|New York City turned the lights Amazon orange in support of its bid for HQ2.|
Over the years, it's been sad and infuriating to see state and local governments hurl themselves (and taxpayers' money) at Amazon. That dynamic reached a new high--or low--in the past weeks, as Amazon solicited bids from municipalities to be the site of another headquarters for the company, which apparently is outgrowing Seattle. The frenzy included one town in Georgia that offered to rename itself Amazon, while the mayor of Kansas City, Mo., bought a thousand products on Amazon that were made in his city and gave them all--and Kansas City--great reviews. The more typical approach was that of Newark, N.J.: the state and city are offering Amazon up to $7 billion in tax incentives.

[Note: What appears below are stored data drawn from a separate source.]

//! 统一错误处理模块
//!
//! 定义各服务共享的基础设施错误类型，使用 thiserror 提供良好的错误信息。
//! 业务相关的错误（推送失败、文档读取失败等）由各服务自行定义并通过
//! `#[from]` 透传本类型。

use thiserror::Error;

/// 共享基础设施错误
#[derive(Debug, Error)]
pub enum NotifyError {
    // ==================== Kafka 错误 ====================
    #[error("Kafka 错误: {0}")]
    Kafka(String),

    // ==================== 配置错误 ====================
    #[error("配置错误: {0}")]
    Config(#[from] config::ConfigError),

    // ==================== 序列化错误 ====================
    #[error("序列化失败: {0}")]
    Serialization(#[from] serde_json::Error),
}

/// 错误结果类型别名
pub type Result<T> = std::result::Result<T, NotifyError>;

impl NotifyError {
    /// 获取错误码，用于日志中的稳定字段
    pub fn code(&self) -> &'static str {
        match self {
            Self::Kafka(_) => "KAFKA_ERROR",
            Self::Config(_) => "CONFIG_ERROR",
            Self::Serialization(_) => "SERIALIZATION_ERROR",
        }
    }

    /// 是否为可重试错误
    pub fn is_retryable(&self) -> bool {
        matches!(self, Self::Kafka(_))
    }
}

#[cfg(test)]
mod tests {
    use super::*;

    #[test]
    fn test_error_code() {
        let err = NotifyError::Kafka("broker 不可达".to_string());
        assert_eq!(err.code(), "KAFKA_ERROR");
        assert_eq!(err.to_string(), "Kafka 错误: broker 不可达");

        let serde_err = serde_json::from_str::<serde_json::Value>("{").unwrap_err();
        assert_eq!(NotifyError::from(serde_err).code(), "SERIALIZATION_ERROR");
    }

    #[test]
    fn test_is_retryable() {
        assert!(NotifyError::Kafka("broker 不可达".to_string()).is_retryable());

        let serde_err = serde_json::from_str::<serde_json::Value>("not json").unwrap_err();
        assert!(!NotifyError::Serialization(serde_err).is_retryable());
    }
}
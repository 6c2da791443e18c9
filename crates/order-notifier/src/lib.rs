//! 订单通知服务
//!
//! 订单创建或更新时解析应当收到通知的用户，查找其推送 token，
//! 生成通知负载并交给推送服务投递。

pub mod auth;
pub mod consumer;
pub mod dispatcher;
pub mod error;
pub mod fcm;
pub mod policy;
pub mod resolver;
pub mod sender;
pub mod store;
pub mod templates;

pub use dispatcher::{DispatchOutcome, NotificationDispatcher};
pub use error::{DispatchError, Result};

Some 238 cities and regions from across North America made bids for HQ2, which Amazon said will include 50,000 jobs, with an average pay of more than $100,000 a year. The company says it expects "to invest over $5 billion in construction" and that its "direct hiring and investment, construction and ongoing operation of Amazon HQ2 is expected to create tens of thousands of additional jobs and tens of billions of dollars in additional investment in the surrounding community."
But, as is its tradition, Amazon seeks a range of breaks and gifts before it will deign to build its second headquarters in the host location. In its RFP, the company asked bidders to "identify incentive programs available for the project at the state/province and local levels. Outline the type of incentive (i.e., land, site preparation, tax credits/exemptions, relocation grants, workforce grants, utility incentives/grants, permitting, and fee reductions) and the amount."
The HQ2 bidding prompted the Hill to look back at Amazon's track record in receiving "incentives." It noted a Washington Business Journal report that Amazon "has secured more than $1.2 billion in incentives and breaks from state and local governments over the years." Among examples:
- Texas forgave a $269 million sales tax bill the company owed after it pledged to spend $200 million on new facilities in the state, which brought 2,500 new jobs.
- Illinois officials gave the company $82 million in tax credits.
- The Ohio Tax Credit Authority approved a package of $81 million over the course of 15 years.
- Kentucky officials offered $75 million for Amazon to expand operations at the Cincinnati/Northern Kentucky International Airport in exchange for 600 new jobs that average $26 an hour.
The Hill quoted Greg LeRoy, executive director of Good Jobs First, who said, "This is a textbook auction. This thing is going to be taught in business schools. The risk is that somebody's going to overspend to pay Amazon to do what they were already going to do anyway."
For detailed studies on Amazon's effect on cities and towns, we recommend the Institute for Self-Reliance's Amazon's Stranglehold: How the Company's Tightening Grip is Stifling Competition, Eroding Jobs, and Threatening Communities and the American Booksellers Association-Civic Economics' study Amazon and Empty Storefronts.